I pull the stack of papers towards me, and get out a pen. In exchange for not being expelled like I was at my previous school, I get to help Evans grade math homework. He somehow found out it’s the one thing I’m good at, probably from Mrs. Gregory, the snitch. I knew I should’ve played dumb in her class.

He usually drinks coffee and answers emails, but today he watches me work. I flip through papers, making tiny tick marks and writing the correct answer by each wrong one. The first day he offered the answer sheet to me, but I brushed it off. He later checked my work against it. After that he hasn’t offered the answer sheet again.

“You are very good at this, Isis.”

“Yup.”

“Your SATs were rather miserable, though. Why is that?”

I sneer. “Well golly gee, Mr. E. Maybe it was because I didn’t eat breakfast that morning! Or maybe it was because I had explosive diarrhea! Or maybe it was because I was going through a bit of an emotional crisis! I was eighty-five pounds, with a boy -”

Ugly.

“- with some problems! Wow. A teenager with problems. Imagine that.”

He glowers and takes a sip of coffee. We both know I haven’t forgiven him for the picture incident, and I never will.

“You should take them again,” He insists. “There’s still time, before college applications are due. You could get a very high score.”
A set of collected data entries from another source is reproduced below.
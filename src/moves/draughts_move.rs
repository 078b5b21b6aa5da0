//! Move record exchanged between move generators and the board.

use std::fmt;

use crate::game_state::draughts_types::{Piece, Square};

/// A single move: the traversed squares, the captured squares with the piece
/// values they held, and whether the board promoted the moving piece.
///
/// `square_list[0]` is the origin and the last entry the destination; any
/// entries in between are way-points of a multi-leg capture. `captured_list`
/// and `captured_entities` are parallel. `is_promotion` is written by
/// `GameState::push`, never by the producer.
#[derive(Debug, Clone, PartialEq, Eq, Hash)]
pub struct Move {
    pub square_list: Vec<Square>,
    pub captured_list: Vec<Square>,
    pub captured_entities: Vec<Piece>,
    pub is_promotion: bool,
}

impl Move {
    /// A quiet move along `square_list`.
    pub fn new(square_list: Vec<Square>) -> Self {
        debug_assert!(square_list.len() >= 2, "a move needs an origin and a destination");
        Self {
            square_list,
            captured_list: Vec::new(),
            captured_entities: Vec::new(),
            is_promotion: false,
        }
    }

    /// A capturing move. Each capture pairs the square with the piece value it
    /// holds before the move.
    pub fn with_captures(square_list: Vec<Square>, captures: &[(Square, Piece)]) -> Self {
        let mut mv = Self::new(square_list);
        mv.captured_list = captures.iter().map(|&(square, _)| square).collect();
        mv.captured_entities = captures.iter().map(|&(_, piece)| piece).collect();
        mv
    }

    #[inline]
    pub fn origin(&self) -> Square {
        self.square_list[0]
    }

    #[inline]
    pub fn destination(&self) -> Square {
        self.square_list[self.square_list.len() - 1]
    }

    #[inline]
    pub fn is_capture(&self) -> bool {
        !self.captured_list.is_empty()
    }

    /// Iterates `(square, piece)` pairs of the captured pieces in capture order.
    pub fn captures(&self) -> impl Iterator<Item = (Square, Piece)> + '_ {
        self.captured_list
            .iter()
            .copied()
            .zip(self.captured_entities.iter().copied())
    }
}

impl fmt::Display for Move {
    /// PDN style: 1-based squares joined with `-` for quiet moves and `x` for
    /// captures.
    fn fmt(&self, f: &mut fmt::Formatter<'_>) -> fmt::Result {
        let separator = if self.is_capture() { 'x' } else { '-' };
        for (idx, square) in self.square_list.iter().enumerate() {
            if idx > 0 {
                write!(f, "{separator}")?;
            }
            write!(f, "{}", u32::from(*square) + 1)?;
        }
        Ok(())
    }
}
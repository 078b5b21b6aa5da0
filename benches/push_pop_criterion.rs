use std::hint::black_box;
use std::time::Duration;

use criterion::{criterion_group, criterion_main, BenchmarkId, Criterion, Throughput};

use draughts_core::game_state::draughts_types::{GameState, Move};

const LINE_FEN: &str = "[FEN \"W:W6,22:B18,K27\"]";

/// A short line covering a capture, a king move and a promotion.
fn build_line(board: &GameState) -> Vec<Move> {
    vec![
        board.build_move(vec![21, 14], &[17]),
        Move::new(vec![26, 22]),
        Move::new(vec![5, 0]),
        Move::new(vec![22, 26]),
    ]
}

fn bench_push_pop(c: &mut Criterion) {
    let mut group = c.benchmark_group("push_pop");
    group.warm_up_time(Duration::from_secs(1));
    group.measurement_time(Duration::from_secs(3));

    let start = GameState::from_fen(LINE_FEN, 32).expect("benchmark FEN should parse");
    let line = build_line(&start);

    // Correctness guard before benchmarking.
    let mut guard = start.clone();
    for mv in &line {
        guard.push_checked(mv.clone(), true).expect("benchmark line should be legal");
    }
    for _ in &line {
        guard.pop(true).expect("benchmark line should unwind");
    }
    assert_eq!(guard, start);

    group.throughput(Throughput::Elements(line.len() as u64));
    group.bench_with_input(BenchmarkId::from_parameter("line_4"), &line, |b, line| {
        let mut board = start.clone();
        b.iter(|| {
            for mv in line {
                board.push(black_box(mv.clone()), true);
            }
            for _ in line {
                black_box(board.pop(true).expect("pop should succeed"));
            }
        });
    });

    group.finish();
}

criterion_group!(push_pop_benches, bench_push_pop);
criterion_main!(push_pop_benches);
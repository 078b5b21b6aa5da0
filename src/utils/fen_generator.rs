use std::fmt::Write;

use crate::game_state::draughts_types::*;

/// Encodes the position as a PDN `FEN` tag.
///
/// Layout: `[FEN "<turn>:<turn>:W<white>:B<black>"]`. The turn marker is
/// repeated as the color prefix, squares are 1-based and ascending, and kings
/// carry a `K`.
pub fn generate_fen(game_state: &GameState) -> String {
    let turn = game_state.side_to_move().notation_char();
    let mut out = String::with_capacity(16 + 4 * game_state.pieces().count());

    out.push_str("[FEN \"");
    out.push(turn);
    out.push(':');
    out.push(turn);
    out.push_str(":W");
    write_square_list(&mut out, game_state, Color::White);
    out.push_str(":B");
    write_square_list(&mut out, game_state, Color::Black);
    out.push_str("\"]");

    out
}

fn write_square_list(out: &mut String, game_state: &GameState, color: Color) {
    let mut first = true;

    for (square, piece) in game_state.pieces() {
        let Some((piece_color, kind)) = decode_piece(piece) else {
            continue;
        };
        if piece_color != color {
            continue;
        }
        if !first {
            out.push(',');
        }
        first = false;
        if kind == PieceKind::King {
            out.push('K');
        }
        // Writing into a String cannot fail.
        let _ = write!(out, "{}", u32::from(square) + 1);
    }
}
//! Uniformly random playouts, the rollout step of Monte Carlo search.
//!
//! Moves stay on the board's stack so the caller decides whether to keep the
//! final position or `unwind` back to where the playout started.

use rand::prelude::IndexedRandom;
use rand::Rng;

use crate::draughts_errors::DraughtsResult;
use crate::game_state::game_state::GameState;
use crate::move_generation::move_generator::MoveGenerator;
use crate::moves::draughts_move::Move;

#[derive(Debug, Clone, Copy, PartialEq, Eq)]
pub enum PlayoutEnd {
    /// The side to move had no legal move.
    NoLegalMoves,
    ThreefoldRepetition,
    PlyLimit,
}

#[derive(Debug, Clone, Copy, PartialEq, Eq)]
pub struct PlayoutReport {
    pub plies: usize,
    pub end: PlayoutEnd,
}

pub fn random_playout<G, R>(
    generator: &G,
    game_state: &mut GameState,
    max_plies: usize,
    rng: &mut R,
) -> DraughtsResult<PlayoutReport>
where
    G: MoveGenerator + ?Sized,
    R: Rng + ?Sized,
{
    let mut plies = 0usize;

    while plies < max_plies {
        if game_state.is_threefold_repetition() {
            return Ok(PlayoutReport {
                plies,
                end: PlayoutEnd::ThreefoldRepetition,
            });
        }

        let legal_moves = generator.generate_legal_moves(game_state)?;
        let Some(picked) = legal_moves.as_slice().choose(rng) else {
            return Ok(PlayoutReport {
                plies,
                end: PlayoutEnd::NoLegalMoves,
            });
        };

        game_state.push(picked.clone(), true);
        plies += 1;
    }

    Ok(PlayoutReport {
        plies,
        end: PlayoutEnd::PlyLimit,
    })
}

/// Pops `plies` moves, most recent first, and returns them in pop order.
pub fn unwind(game_state: &mut GameState, plies: usize) -> DraughtsResult<Vec<Move>> {
    let mut popped = Vec::with_capacity(plies);
    for _ in 0..plies {
        popped.push(game_state.pop(true)?);
    }
    Ok(popped)
}

#[cfg(test)]
mod tests {
    use rand::{rngs::StdRng, SeedableRng};

    use super::{random_playout, unwind, PlayoutEnd};
    use crate::draughts_errors::DraughtsErrors;
    use crate::game_state::draughts_types::*;
    use crate::move_generation::test_generator::StepGenerator;

    #[test]
    fn random_games_unwind_to_the_start_position() {
        let generator = StepGenerator::default();

        for seed in 0..32u64 {
            let mut rng = StdRng::seed_from_u64(seed);
            let mut board = GameState::new_game();
            let start = board.clone();

            let report = random_playout(&generator, &mut board, 200, &mut rng).expect("playout");
            assert_eq!(board.move_stack().len(), report.plies);
            for (_, piece) in board.pieces() {
                assert!(decode_piece(piece).is_some(), "seed {seed}: corrupt cell {piece}");
            }

            let popped = unwind(&mut board, report.plies).expect("unwind");
            assert_eq!(popped.len(), report.plies);
            assert_eq!(board, start, "seed {seed}");
        }
    }

    #[test]
    fn playout_stops_when_no_move_is_left() {
        let mut position = vec![EMPTY; 32];
        position[21] = WHITE_MAN;
        position[17] = BLACK_MAN;
        let mut board = GameState::with_starting_color(position, Color::White).expect("8x8 board");
        let mut rng = StdRng::seed_from_u64(7);

        let report =
            random_playout(&StepGenerator::default(), &mut board, 50, &mut rng).expect("playout");
        assert_eq!(report.plies, 1);
        assert_eq!(report.end, PlayoutEnd::NoLegalMoves);
        assert_eq!(board[14], WHITE_MAN);
    }

    #[test]
    fn playout_respects_the_ply_limit() {
        let mut board = GameState::new_game();
        let mut rng = StdRng::seed_from_u64(3);
        let report =
            random_playout(&StepGenerator::default(), &mut board, 4, &mut rng).expect("playout");
        assert_eq!(report.plies, 4);
        assert_eq!(report.end, PlayoutEnd::PlyLimit);
    }

    #[test]
    fn unwinding_too_far_reports_empty_history() {
        let mut board = GameState::new_game();
        board.push(Move::new(vec![8, 12]), true);
        assert_eq!(unwind(&mut board, 2), Err(DraughtsErrors::EmptyHistory));
        assert!(board.move_stack().is_empty());
    }
}
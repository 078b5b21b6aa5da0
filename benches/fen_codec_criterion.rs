use std::hint::black_box;
use std::time::Duration;

use criterion::{criterion_group, criterion_main, BenchmarkId, Criterion};

use draughts_core::game_state::draughts_rules::{
    AMERICAN_CHECKERS, AMERICAN_CHECKERS_STARTING_FEN, INTERNATIONAL_DRAUGHTS,
};
use draughts_core::game_state::game_state::GameState;
use draughts_core::utils::fen_generator::generate_fen;
use draughts_core::utils::fen_parser::parse_fen;

#[derive(Clone, Copy)]
struct BenchCase {
    name: &'static str,
    fen: &'static str,
    square_count: usize,
}

const CASES_QUICK: &[BenchCase] = &[BenchCase {
    name: "checkers_start",
    fen: AMERICAN_CHECKERS_STARTING_FEN,
    square_count: 32,
}];

const CASES_STANDARD: &[BenchCase] = &[
    BenchCase {
        name: "checkers_start",
        fen: AMERICAN_CHECKERS_STARTING_FEN,
        square_count: 32,
    },
    BenchCase {
        name: "checkers_kings",
        fen: "[FEN \"B:B:W18,24,27,28,K10,K15:B12,16,20,K22,K25,K29\"]",
        square_count: 32,
    },
    BenchCase {
        name: "international_mid",
        fen: "W:W27,28,32,33,34,35,36,37,38,K40,41,45,G12:B6,7,8,12,13,14,15,17,18,19,K23,24.",
        square_count: 50,
    },
];

fn selected_cases() -> &'static [BenchCase] {
    match std::env::var("DRAUGHTS_BENCH_SUITE") {
        Ok(value) if value.eq_ignore_ascii_case("standard") => CASES_STANDARD,
        _ => CASES_QUICK,
    }
}

fn bench_fen_codec(c: &mut Criterion) {
    let mut group = c.benchmark_group("fen_codec");
    group.warm_up_time(Duration::from_secs(1));
    group.measurement_time(Duration::from_secs(3));

    for case in selected_cases() {
        let game = parse_fen(case.fen, case.square_count).expect("benchmark FEN should parse");
        let encoded = generate_fen(&game);
        assert_eq!(
            parse_fen(&encoded, case.square_count).expect("encoded FEN should parse"),
            game,
            "round trip mismatch for {}",
            case.name
        );

        group.bench_with_input(BenchmarkId::new("parse", case.name), case, |b, case| {
            b.iter(|| parse_fen(black_box(case.fen), case.square_count).expect("parse should succeed"));
        });
        group.bench_with_input(BenchmarkId::new("generate", case.name), &game, |b, game| {
            b.iter(|| generate_fen(black_box(game)));
        });
    }

    let variants = [AMERICAN_CHECKERS, INTERNATIONAL_DRAUGHTS];
    for variant in variants {
        let game = GameState::from_variant(&variant).expect("built-in variant");
        group.bench_with_input(
            BenchmarkId::new("round_trip", variant.name),
            &game,
            |b, game| {
                b.iter(|| {
                    let encoded = generate_fen(black_box(game));
                    parse_fen(&encoded, variant.square_count()).expect("round trip should parse")
                });
            },
        );
    }

    group.finish();
}

criterion_group!(fen_codec_benches, bench_fen_codec);
criterion_main!(fen_codec_benches);
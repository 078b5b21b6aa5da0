//! Errors used throughout the draughts rules engine.
//!
//! `DraughtsErrors` is the single error type returned by board construction,
//! move execution, notation parsing and the move-generator extension point.
//! Notation failures carry a nested `NotationError` so callers can match on
//! the exact malformed production.
//!
//! Usage guidelines:
//! - Input problems (`Configuration`, `Notation`, `MoveNotFound`,
//!   `AmbiguousMove`, `IllegalMove`) are recoverable and suitable for
//!   presenting to end users.
//! - `EmptyHistory` and `UnsupportedOperation` indicate caller protocol
//!   mistakes.
//! - `CorruptedPiece` means the position buffer no longer matches the move
//!   stack and should be treated as a bug.

use std::error::Error;
use std::fmt;

use crate::game_state::draughts_types::Square;

pub type DraughtsResult<T> = Result<T, DraughtsErrors>;

/// Unified error type for the rules engine.
#[derive(Debug, Clone, PartialEq, Eq)]
pub enum DraughtsErrors {
    /// The starting position does not describe a square board.
    ///
    /// Payload: the offending buffer length.
    Configuration(usize),

    /// `pop` was called with no moves on the stack.
    EmptyHistory,

    /// A position notation string could not be decoded.
    Notation(NotationError),

    /// A variant did not override an optional rule hook.
    ///
    /// Payload: the name of the missing rule.
    UnsupportedOperation(&'static str),

    /// `push_checked` rejected a move before touching the board.
    IllegalMove(String),

    /// A cell did not hold the piece a promotion or demotion expected.
    ///
    /// Payload: (square, cell value found).
    CorruptedPiece((Square, i8)),

    /// No legal move matches the given move notation.
    MoveNotFound(String),

    /// More than one legal move matches the given move notation.
    AmbiguousMove(String),

    /// A helper reached a state it cannot recover from (for example a
    /// panicked worker thread).
    InvalidState(String),
}

impl fmt::Display for DraughtsErrors {
    fn fmt(&self, f: &mut fmt::Formatter<'_>) -> fmt::Result {
        match self {
            DraughtsErrors::Configuration(length) => write!(
                f,
                "invalid board with {length} squares; the buffer length must be n * n / 2 for an n x n board"
            ),
            DraughtsErrors::EmptyHistory => write!(f, "no moves to pop from the move stack"),
            DraughtsErrors::Notation(err) => write!(f, "invalid notation: {err}"),
            DraughtsErrors::UnsupportedOperation(rule) => {
                write!(f, "rule '{rule}' is not defined for this variant")
            }
            DraughtsErrors::IllegalMove(msg) => write!(f, "illegal move: {msg}"),
            DraughtsErrors::CorruptedPiece((square, value)) => write!(
                f,
                "unexpected piece value {value} on square {}",
                u32::from(*square) + 1
            ),
            DraughtsErrors::MoveNotFound(notation) => {
                write!(f, "no legal move matches '{notation}'")
            }
            DraughtsErrors::AmbiguousMove(notation) => {
                write!(f, "more than one legal move matches '{notation}'")
            }
            DraughtsErrors::InvalidState(msg) => write!(f, "invalid state: {msg}"),
        }
    }
}

impl Error for DraughtsErrors {
    fn source(&self) -> Option<&(dyn Error + 'static)> {
        match self {
            DraughtsErrors::Notation(err) => Some(err),
            _ => None,
        }
    }
}

impl From<NotationError> for DraughtsErrors {
    fn from(err: NotationError) -> Self {
        DraughtsErrors::Notation(err)
    }
}

/// One malformed production of the position notation grammar.
#[derive(Debug, Clone, PartialEq, Eq)]
pub enum NotationError {
    /// The string is empty once the `[FEN "..."]` wrapper is removed.
    Empty,

    /// The first field is not a `W` or `B` turn marker.
    ///
    /// Payload: the field found instead.
    MissingTurn(String),

    /// Neither color lists a single piece.
    EmptyPosition,

    /// A field does not start with a `W` or `B` color letter.
    InvalidSegment(String),

    /// The same color segment appears twice.
    DuplicateSegment(char),

    /// More fields follow the two color segments.
    TrailingField(String),

    /// A square item is neither `<n>`, `K<n>` nor a move-number marker.
    InvalidItem(String),

    /// A square number is outside `1..=length`.
    ///
    /// Payload: (square number, board length).
    SquareOutOfRange((u32, usize)),

    /// A square is listed more than once.
    DuplicateSquare(u32),
}

impl fmt::Display for NotationError {
    fn fmt(&self, f: &mut fmt::Formatter<'_>) -> fmt::Result {
        match self {
            NotationError::Empty => write!(f, "empty notation string"),
            NotationError::MissingTurn(field) => {
                write!(f, "missing turn marker, found '{field}'")
            }
            NotationError::EmptyPosition => write!(f, "both color lists are empty"),
            NotationError::InvalidSegment(field) => {
                write!(f, "field '{field}' is not a color segment")
            }
            NotationError::DuplicateSegment(color) => {
                write!(f, "color segment '{color}' appears twice")
            }
            NotationError::TrailingField(field) => {
                write!(f, "unexpected trailing field '{field}'")
            }
            NotationError::InvalidItem(item) => write!(f, "invalid square item '{item}'"),
            NotationError::SquareOutOfRange((square, length)) => write!(
                f,
                "square {square} is outside the board range 1..={length}"
            ),
            NotationError::DuplicateSquare(square) => {
                write!(f, "square {square} is listed more than once")
            }
        }
    }
}

impl Error for NotationError {}

#[cfg(test)]
mod tests {
    use super::{DraughtsErrors, NotationError};
    use std::error::Error;

    #[test]
    fn notation_errors_chain_through_source() {
        let err: DraughtsErrors = NotationError::SquareOutOfRange((33, 32)).into();
        assert_eq!(
            err.to_string(),
            "invalid notation: square 33 is outside the board range 1..=32"
        );
        assert!(err.source().is_some());
        assert!(DraughtsErrors::EmptyHistory.source().is_none());
    }

    #[test]
    fn corrupted_piece_reports_one_based_square() {
        let err = DraughtsErrors::CorruptedPiece((4, 1));
        assert_eq!(err.to_string(), "unexpected piece value 1 on square 5");
    }
}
“And make your school look even better,” I mumble. Mr. Evans frowns.

“Come now, Isis. It’s not just about our reputation. Any school would be happy to have a female who can do math so well and easily. And according to your report card, your English isn’t bad at all. You could go to some very prestigious schools with those kinds of SATs. You could further your own life; make a great start for yourself.”

“Ohio State is fine with me.”

Mr. Evans laughs, and then when he realizes I’m not joking, his face falls.

“Isis, are you serious? I’m talking MIT, UCLA. State is for people who aren’t smart enough or aren’t rich enough for anywhere else. You could go where you wanted! Wherever you wanted in the country! Possibly out of the country! There are programs in China, Brazil, Europe!”

I flinch at the last word and scribble an answer.

“I-I have no interest in travelling. It’s full of rude people and food poisoning.”

Mr. Evans falls silent, and watches me work for a while longer. I press on, determined to ignore his gaze. Finally, he turns his computer on and starts answering emails.

Wren comes up to me at lunch. Kayla’s stopped sitting with me long ago, instead sitting with Jack at his usual empty table. She tries to feed him soup and he grimaces, but she laughs. She sees me staring and waves, smiling. Jack looks at me, and I quickly turn around and bury myself in my PB and J. Wren stares at the couple with his intense green gaze.

“It’s true then? They’re really going out?”